There is no magical money tree
… and neither is there a pot of gold at the end of the allusive blogging rainbow. Simply having a blog is not a means to an end and there is no quick trick you can employ to net yourself a fortune overnight. I honestly think that some people genuinely believe that us bloggers have some magical secret bit of code that we put in to our website’s backend and it suddenly starts printing money. If only.
A blog will not make you money. Your blog is a vehicle for you to use to start making money. And this takes it’s sweet ass time. You have to launch it, write on it – every day – for a few months (at least), build an audience, get that audience to love and trust you, and then start developing ideas for monetisation. The notion that you can start a blog and start making money from the off is totally and utterly ludicrous.
And remember, always keep it classy
However you choose to make money from your blog, having the utmost integrity is key. Not only by disclosing when you’ve been paid (or gifted) something to write about it (you readers will NOT like feeling like they’re being duped or lied to) but also with who you choose to work. If you get a slightly icky feeling when you think about it, or something just doesn’t sit right with you then listen to your gut.
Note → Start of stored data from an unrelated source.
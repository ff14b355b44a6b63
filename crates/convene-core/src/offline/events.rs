use std::collections::BTreeSet;
use std::future::Future;

use anyhow::Result;
use chrono::{DateTime, Utc};
use serde::{Deserialize, Serialize};
use tracing::{debug, info, warn};

use crate::cache::{CacheError, Storage};
use crate::models::Event;

pub const OFFLINE_EVENTS_KEY: &str = "convention_app_offline_events";

#[derive(Debug, Clone, Copy, PartialEq, Eq, Default, Serialize, Deserialize)]
#[serde(rename_all = "lowercase")]
pub enum SyncStatus {
    #[default]
    Synced,
    Pending,
    Failed,
}

/// An event kept on the device, with its offline bookkeeping.
#[derive(Debug, Clone, PartialEq, Serialize, Deserialize)]
#[serde(rename_all = "camelCase")]
pub struct OfflineEvent {
    #[serde(flatten)]
    pub event: Event,
    /// Pinned: kept even when the server no longer lists it
    #[serde(default)]
    pub is_offline_only: bool,
    #[serde(default)]
    pub sync_status: SyncStatus,
    #[serde(default, skip_serializing_if = "Option::is_none")]
    pub last_sync_attempt: Option<DateTime<Utc>>,
}

impl OfflineEvent {
    fn synced(event: Event, is_offline_only: bool) -> Self {
        Self {
            event,
            is_offline_only,
            sync_status: SyncStatus::Synced,
            last_sync_attempt: None,
        }
    }
}

#[derive(Debug, Clone, Default, PartialEq, Eq, Serialize, Deserialize)]
#[serde(rename_all = "camelCase")]
pub struct OfflineMetadata {
    pub total_events: usize,
    pub categories: Vec<String>,
    pub locations: Vec<String>,
}

/// The stored document under [`OFFLINE_EVENTS_KEY`].
#[derive(Debug, Clone, Default, PartialEq, Serialize, Deserialize)]
#[serde(rename_all = "camelCase")]
pub struct OfflineEventData {
    pub events: Vec<OfflineEvent>,
    #[serde(default)]
    pub last_sync: Option<DateTime<Utc>>,
    #[serde(default)]
    pub metadata: OfflineMetadata,
}

fn distinct_categories(events: &[OfflineEvent]) -> Vec<String> {
    events
        .iter()
        .map(|e| e.event.category.as_str().to_string())
        .collect::<BTreeSet<_>>()
        .into_iter()
        .collect()
}

fn distinct_locations(events: &[OfflineEvent]) -> Vec<String> {
    events
        .iter()
        .map(|e| e.event.location.clone())
        .filter(|l| !l.is_empty())
        .collect::<BTreeSet<_>>()
        .into_iter()
        .collect()
}

impl OfflineEventData {
    fn new(events: Vec<OfflineEvent>, last_sync: Option<DateTime<Utc>>) -> Self {
        let metadata = OfflineMetadata {
            total_events: events.len(),
            categories: distinct_categories(&events),
            locations: distinct_locations(&events),
        };
        Self {
            events,
            last_sync,
            metadata,
        }
    }
}

/// Local filter over stored events. Location matches exactly; search covers
/// title, description and location.
#[derive(Debug, Clone, Default, PartialEq, Eq)]
pub struct OfflineFilter {
    pub category: Option<String>,
    pub location: Option<String>,
    pub search: Option<String>,
    pub offline_only: bool,
}

impl OfflineFilter {
    pub fn matches(&self, event: &OfflineEvent) -> bool {
        if let Some(category) = self.category.as_deref().filter(|c| !c.is_empty()) {
            if event.event.category.as_str() != category {
                return false;
            }
        }
        if let Some(location) = self.location.as_deref().filter(|l| !l.is_empty()) {
            if event.event.location != location {
                return false;
            }
        }
        if let Some(search) = self.search.as_deref().filter(|s| !s.is_empty()) {
            if !event.event.mentions(search, true) {
                return false;
            }
        }
        !self.offline_only || event.is_offline_only
    }
}

#[derive(Debug, Clone, Copy, PartialEq, Eq, Default)]
pub enum SyncState {
    #[default]
    Idle,
    Syncing,
    Error,
}

#[derive(Debug, Clone, PartialEq, Eq)]
pub struct StorageStats {
    pub total_events: usize,
    pub offline_only_events: usize,
    /// Bytes of the serialized event list
    pub storage_size: u64,
    pub last_sync: Option<DateTime<Utc>>,
    pub categories: Vec<String>,
    pub locations: Vec<String>,
}

/// Events kept for offline use, stored as one document.
pub struct OfflineEventStore<S> {
    storage: S,
    state: SyncState,
}

impl<S: Storage> OfflineEventStore<S> {
    pub fn new(storage: S) -> Self {
        Self {
            storage,
            state: SyncState::Idle,
        }
    }

    pub fn sync_state(&self) -> SyncState {
        self.state
    }

    /// Stored document, or an empty one when missing or unreadable.
    pub fn load(&self) -> OfflineEventData {
        let raw = match self.storage.get_item(OFFLINE_EVENTS_KEY) {
            Ok(Some(raw)) => raw,
            Ok(None) => return OfflineEventData::default(),
            Err(e) => {
                warn!(error = %e, "Failed to read offline events");
                return OfflineEventData::default();
            }
        };
        serde_json::from_str(&raw).unwrap_or_else(|e| {
            warn!(error = %e, "Failed to parse offline events");
            OfflineEventData::default()
        })
    }

    fn persist(&self, events: Vec<OfflineEvent>) -> Result<(), CacheError> {
        self.write(OfflineEventData::new(events, Some(Utc::now())))
    }

    fn write(&self, data: OfflineEventData) -> Result<(), CacheError> {
        let contents = serde_json::to_string(&data).map_err(|source| CacheError::Serialize {
            key: OFFLINE_EVENTS_KEY.to_string(),
            source,
        })?;
        self.storage.set_item(OFFLINE_EVENTS_KEY, &contents)?;
        debug!(count = data.metadata.total_events, "Saved offline events");
        Ok(())
    }

    /// Insert or replace an event by id. A pinned event stays pinned.
    pub fn add_event(&self, event: Event) -> Result<(), CacheError> {
        let mut events = self.load().events;
        match events.iter_mut().find(|e| e.event.id == event.id) {
            Some(existing) => *existing = OfflineEvent::synced(event, existing.is_offline_only),
            None => events.push(OfflineEvent::synced(event, false)),
        }
        self.persist(events)
    }

    /// Returns false when no event had that id.
    pub fn remove_event(&self, event_id: &str) -> Result<bool, CacheError> {
        let mut events = self.load().events;
        let before = events.len();
        events.retain(|e| e.event.id != event_id);
        if events.len() == before {
            return Ok(false);
        }
        self.persist(events)?;
        Ok(true)
    }

    /// Pin a stored event so sync keeps it. Returns false when it is not stored.
    pub fn mark_for_offline(&self, event_id: &str) -> Result<bool, CacheError> {
        let mut events = self.load().events;
        let Some(event) = events.iter_mut().find(|e| e.event.id == event_id) else {
            return Ok(false);
        };
        event.is_offline_only = true;
        event.sync_status = SyncStatus::Synced;
        self.persist(events)?;
        Ok(true)
    }

    /// Stored events matching `filter`, earliest first.
    pub fn events(&self, filter: &OfflineFilter) -> Vec<OfflineEvent> {
        let mut events: Vec<OfflineEvent> = self
            .load()
            .events
            .into_iter()
            .filter(|e| filter.matches(e))
            .collect();
        events.sort_by_key(|e| e.event.date);
        events
    }

    /// Replace stored events with the server's list, keeping each event's pin
    /// and appending pinned events the server no longer returns.
    ///
    /// On failure the stored events are marked `failed` and the error is returned.
    pub async fn sync<F, Fut>(&mut self, fetch_fn: F) -> Result<()>
    where
        F: FnOnce() -> Fut,
        Fut: Future<Output = Result<Vec<Event>>>,
    {
        self.state = SyncState::Syncing;

        let server_events = match fetch_fn().await {
            Ok(events) => events,
            Err(e) => {
                warn!(error = %e, "Offline sync failed");
                self.state = SyncState::Error;
                self.mark_failed();
                return Err(e);
            }
        };

        let stored = self.load().events;
        let is_pinned = |id: &str| stored.iter().any(|e| e.event.id == id && e.is_offline_only);

        let mut merged: Vec<OfflineEvent> = server_events
            .iter()
            .map(|event| OfflineEvent::synced(event.clone(), is_pinned(&event.id)))
            .collect();
        let server_count = merged.len();
        merged.extend(
            stored
                .iter()
                .filter(|e| e.is_offline_only && !server_events.iter().any(|se| se.id == e.event.id))
                .cloned(),
        );

        if let Err(e) = self.persist(merged) {
            self.state = SyncState::Error;
            return Err(e.into());
        }

        info!(server = server_count, "Offline events synced");
        self.state = SyncState::Idle;
        Ok(())
    }

    /// Flag stored events as failed. `last_sync` keeps the last successful sync.
    fn mark_failed(&self) {
        let stored = self.load();
        if stored.events.is_empty() {
            return;
        }
        let now = Utc::now();
        let mut events = stored.events;
        for event in &mut events {
            event.sync_status = SyncStatus::Failed;
            event.last_sync_attempt = Some(now);
        }
        if let Err(e) = self.write(OfflineEventData::new(events, stored.last_sync)) {
            warn!(error = %e, "Failed to record sync failure");
        }
    }

    pub fn clear(&self) -> Result<(), CacheError> {
        self.storage.remove_item(OFFLINE_EVENTS_KEY)?;
        Ok(())
    }

    pub fn stats(&self) -> StorageStats {
        let data = self.load();
        let storage_size = serde_json::to_string(&data.events)
            .map(|s| s.len() as u64)
            .unwrap_or(0);

        StorageStats {
            total_events: data.events.len(),
            offline_only_events: data.events.iter().filter(|e| e.is_offline_only).count(),
            storage_size,
            last_sync: data.last_sync,
            categories: distinct_categories(&data.events),
            locations: distinct_locations(&data.events),
        }
    }
}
If you don’t like the way something feels, you readers probably won’t either.
The other thing to realise is that not all these avenues will necessarily work for your blog. I know many bloggers who do really well out of affiliate links or example, but I’ve tried it and never really made enough to make it worth the effort. Don’t be afraid to experiment and learn through trial & error what works best for you, your readers and your business.
Many bloggers have come under scrutiny for monetising their blogs with things like brand collaborations, affiliate links, ‘selling out’ to advertisers or by accepting gifts for review, but what many people outside the blogging bubble don’t realise is just how vital is it to have these various streams of revenue and to build these relationships. Without them our blogs simply wouldn’t exist. Bloggers need to be constantly thinking “what’s next?”, to question the status quo and push boundaries in order to stay ahead of the curve. We need to be savvy about how we create our content and inventive with how we make our money. While that might lead to some raised eyebrows, until a concrete and one-size-fits-all method to monetise digital publishing comes to light, bloggers will constantly have to develop and redevelop ways to earn a crust. It’s not an easy job – far from it – but it’s the best bloody job in the world.